Таким образом, другой не может рассматриваться с идеалистической позиции ни как конститутивное, ни как регулятивное понятие моего познания. Он представляется мне реальным, и, однако, я не могу понять его реальное отношение со мной, я его конструирую как объект, но он не дается в интуиции, я его полагаю как субъект, но именно я рассматриваю его в качестве объекта моих мыслей. Для идеалиста остаются только два решения: или полностью освободиться от понятия другого и доказать, что он бесполезен для конституирования моего опыта, или утверждать реальное существование другого, то есть утверждать реальную и сверхэмпирическую коммуникацию между сознаниями.

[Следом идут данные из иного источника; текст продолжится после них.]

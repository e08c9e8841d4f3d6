/// Simulation-wide tunables and compile-time capacities.
#[derive(Clone, Debug, PartialEq)]
#[cfg_attr(
    feature = "serde",
    derive(serde::Serialize, serde::Deserialize),
    serde(default)
)]
pub struct GameConfig {
    /// Fixed simulation steps per second.
    pub tick_rate: u32,
    /// Dirty replicated fields are collected every this many ticks.
    pub sync_interval_ticks: u32,
    /// Every replicated field is resent every this many ticks (0 disables).
    pub full_snapshot_interval_ticks: u32,
    pub respawn_enabled: bool,
    /// Seconds between death and respawn.
    pub respawn_delay: f32,
    /// Kills needed to end the match (0 = no limit).
    pub score_limit: u32,
}

impl GameConfig {
    // ===== compile-time constants used as type parameters =====
    pub const MAX_ABILITIES: usize = 16;

    // ===== runtime-tunable defaults =====
    pub const DEFAULT_TICK_RATE: u32 = 60;
    pub const DEFAULT_SYNC_INTERVAL_TICKS: u32 = 1;
    pub const DEFAULT_FULL_SNAPSHOT_INTERVAL_TICKS: u32 = 30;
    pub const DEFAULT_RESPAWN_DELAY: f32 = 3.0;
    pub const DEFAULT_SCORE_LIMIT: u32 = 10;

    pub fn new() -> Self {
        Self {
            tick_rate: Self::DEFAULT_TICK_RATE,
            sync_interval_ticks: Self::DEFAULT_SYNC_INTERVAL_TICKS,
            full_snapshot_interval_ticks: Self::DEFAULT_FULL_SNAPSHOT_INTERVAL_TICKS,
            respawn_enabled: true,
            respawn_delay: Self::DEFAULT_RESPAWN_DELAY,
            score_limit: Self::DEFAULT_SCORE_LIMIT,
        }
    }

    /// Seconds per fixed step.
    pub fn fixed_delta(&self) -> f32 {
        1.0 / self.tick_rate.max(1) as f32
    }
}

impl Default for GameConfig {
    fn default() -> Self {
        Self::new()
    }
}

/// Behavior preset an autonomous agent is driven by.
#[derive(
    Clone,
    Copy,
    Debug,
    PartialEq,
    Eq,
    Hash,
    strum::Display,
    strum::EnumString,
    strum::AsRefStr,
)]
#[cfg_attr(feature = "serde", derive(serde::Serialize, serde::Deserialize))]
#[strum(serialize_all = "snake_case", ascii_case_insensitive)]
pub enum PolicyKind {
    /// Shoots the nearest living target.
    Gunner,
    /// Casts abilities when off cooldown, shoots otherwise.
    Caster,
    /// Stands still.
    Dummy,
}

/// Spawn parameters for one character archetype.
#[derive(Clone, Debug, PartialEq)]
#[cfg_attr(feature = "serde", derive(serde::Serialize, serde::Deserialize))]
pub struct CharacterTemplate {
    pub name: String,
    #[cfg_attr(feature = "serde", serde(default = "CharacterTemplate::default_max_health"))]
    pub max_health: f32,
    #[cfg_attr(feature = "serde", serde(default = "CharacterTemplate::default_level"))]
    pub character_level: i32,
    /// Ability names resolved against the catalog at spawn.
    #[cfg_attr(feature = "serde", serde(default))]
    pub abilities: Vec<String>,
    #[cfg_attr(feature = "serde", serde(default))]
    pub held_item: Option<String>,
    #[cfg_attr(feature = "serde", serde(default))]
    pub policy: Option<PolicyKind>,
}

impl CharacterTemplate {
    pub const DEFAULT_MAX_HEALTH: f32 = 100.0;

    pub fn new(name: impl Into<String>) -> Self {
        Self {
            name: name.into(),
            max_health: Self::DEFAULT_MAX_HEALTH,
            character_level: 1,
            abilities: Vec::new(),
            held_item: None,
            policy: None,
        }
    }

    #[must_use]
    pub fn with_max_health(mut self, max_health: f32) -> Self {
        self.max_health = max_health;
        self
    }

    #[must_use]
    pub fn with_level(mut self, level: i32) -> Self {
        self.character_level = level;
        self
    }

    #[must_use]
    pub fn with_abilities<I, S>(mut self, names: I) -> Self
    where
        I: IntoIterator<Item = S>,
        S: Into<String>,
    {
        self.abilities = names.into_iter().map(Into::into).collect();
        self
    }

    #[must_use]
    pub fn with_held_item(mut self, item: impl Into<String>) -> Self {
        self.held_item = Some(item.into());
        self
    }

    #[must_use]
    pub fn with_policy(mut self, policy: PolicyKind) -> Self {
        self.policy = Some(policy);
        self
    }

    #[cfg(feature = "serde")]
    fn default_max_health() -> f32 {
        Self::DEFAULT_MAX_HEALTH
    }

    #[cfg(feature = "serde")]
    fn default_level() -> i32 {
        1
    }
}

#[cfg(test)]
mod tests {
    use super::*;

    #[test]
    fn fixed_delta_follows_tick_rate() {
        let config = GameConfig {
            tick_rate: 50,
            ..GameConfig::default()
        };
        assert_eq!(config.fixed_delta(), 0.02);

        let degenerate = GameConfig {
            tick_rate: 0,
            ..GameConfig::default()
        };
        assert_eq!(degenerate.fixed_delta(), 1.0);
    }

    #[test]
    fn policy_kind_parses_case_insensitively() {
        assert_eq!("Gunner".parse::<PolicyKind>().unwrap(), PolicyKind::Gunner);
        assert_eq!(PolicyKind::Caster.to_string(), "caster");
    }
}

Первое решение известно под именем солипсизма; однако, если его формулировать в соответствии со своим названием, как утверждение моего онтологического одиночества, оно оказывается чистой метафизической гипотезой, совершенно неоправданной и произвольной, так как полагает, что вне меня не существует ничего, и, следовательно, выходит за строгие границы поля моего опыта. Но если его представляют более скромно как отказ покинуть твердую почву опыта, как положительную попытку не злоупотреблять понятием другого, то оно совершенно логично остается в плоскости критического позитивизма, хотя и противостоит очень глубоким склонностям нашего бытия, оправдывается противоречиями понятия Других, обсуждаемого с идеалистической точки зрения. Психология, которая хотела бы быть точной и объективной, как «бихевиоризм» Уотсона[174], в сущности принимает солипсизм только как рабочую гипотезу. Речь не идет о том, чтобы отрицать присутствие в поле моего опыта объектов, которые мы могли бы назвать «психическими существами», но только о виде эпохе, касающегося существования систем представлений, организованных субъектом и расположенных вне моего опыта.

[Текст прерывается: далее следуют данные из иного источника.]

use behavior_tree::{Behavior, Status};

use super::AgentContext;

/// Behavior tree over the agent context.
pub type BehaviorTree = Box<dyn Behavior<AgentContext>>;

/// Decision procedure consulted once per frame by an agent controller.
///
/// Policies only write intents into the context; they never touch the pawn.
pub trait BehaviorPolicy: Send + Sync {
    fn name(&self) -> &str;

    fn decide(&self, ctx: &mut AgentContext) -> Status;
}

/// Policy backed by a behavior tree evaluated from the root every frame.
pub struct TreePolicy {
    name: String,
    root: BehaviorTree,
}

impl TreePolicy {
    pub fn new(name: impl Into<String>, root: BehaviorTree) -> Self {
        Self {
            name: name.into(),
            root,
        }
    }
}

impl BehaviorPolicy for TreePolicy {
    fn name(&self) -> &str {
        &self.name
    }

    fn decide(&self, ctx: &mut AgentContext) -> Status {
        self.root.tick(ctx)
    }
}

impl std::fmt::Debug for TreePolicy {
    fn fmt(&self, f: &mut std::fmt::Formatter<'_>) -> std::fmt::Result {
        f.debug_struct("TreePolicy")
            .field("name", &self.name)
            .finish_non_exhaustive()
    }
}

Наряду с этим решением Кант и большинство посткантианцев продолжают утверждать существование другого. Но они могут ссылаться только на здравый смысл или на наши глубокие склонности, чтобы оправдать свое утверждение. Известно, что Шопенгауэр говорил о солипсисте как о «сумасшедшем, заключенном в неприступный блокгауз (дот)». Вот признание бессилия. В самом деле, как раз через позицию существования другого внезапно распадаются рамки идеализма, и люди впадают в метафизический реализм. С самого начала, полагая множество замкнутых систем, которые могут сообщаться только внешним образом, мы неявно устанавливаем понятие субстанции. Несомненно, эти системы несубстанциальны, поскольку они — простые системы представлений. Но их взаимное внешнее отношение является внешним от-

ношением в-себе; оно есть, не будучи известным; мы даже не знаем его следствий достоверным образом, поскольку солипсистская гипотеза остается всегда возможной. Мы ограничиваемся полаганием этого ничто в-себе как абсолютного факта; в самом деле, оно не относится к нашему познанию другого, но, напротив, именно оно его обусловливает. Таким образом, даже если сознания являются только чистыми концептуальными связями явлений, даже если правилом их существования является percipere и percipi, тем не менее остается, что множество этих реляционных систем есть множество в-себе и что оно их непосредственно преобразует в системы в-себе. Но кроме того, если я полагаю, что мой опыт гнева другого имеет своим коррелятом в другой системе субъективный опыт гнева, я восстанавливаю систему подлинного образа, от которого Кант имел такое большое желание освободиться. Конечно, речь идет об отношении соответствия между двумя феноменами: гневом, воспринимаемым в жестах и мимике, и гневом, воспринимаемым как феноменальная реальность интимного чувства, а не об отношении между феноменом и вещью в себе. Но тем не менее сохраняется, что критерием истины здесь является соответствие мысли своему объекту, а не соответствие представлений между собой. В самом деле, как раз поскольку всякая ссылка на ноумен устранена, феномен испытываемого гнева находится к феномену удостоверяемого гнева в отношении объективной реальности к своему образу. Проблемой является здесь проблема адекватного представления, поскольку существуют реальность и способ восприятия этой реальности. Если бы речь шла о моем собственном гневе, я мог бы в действительности рассматривать его субъективные и физиологические проявления, обнаруживаемые объективно в качестве двух рядов следствий одной и той же причины, не считая, что один ряд представляет истину гнева, или его реальность, а другой — только его следствие, или его образ. Но если один из рядов феноменов находится в другом, а другой — во мне, то один ряд функционирует в качестве реальности другого и реалистическая схема истины является единственной, которая может здесь применяться.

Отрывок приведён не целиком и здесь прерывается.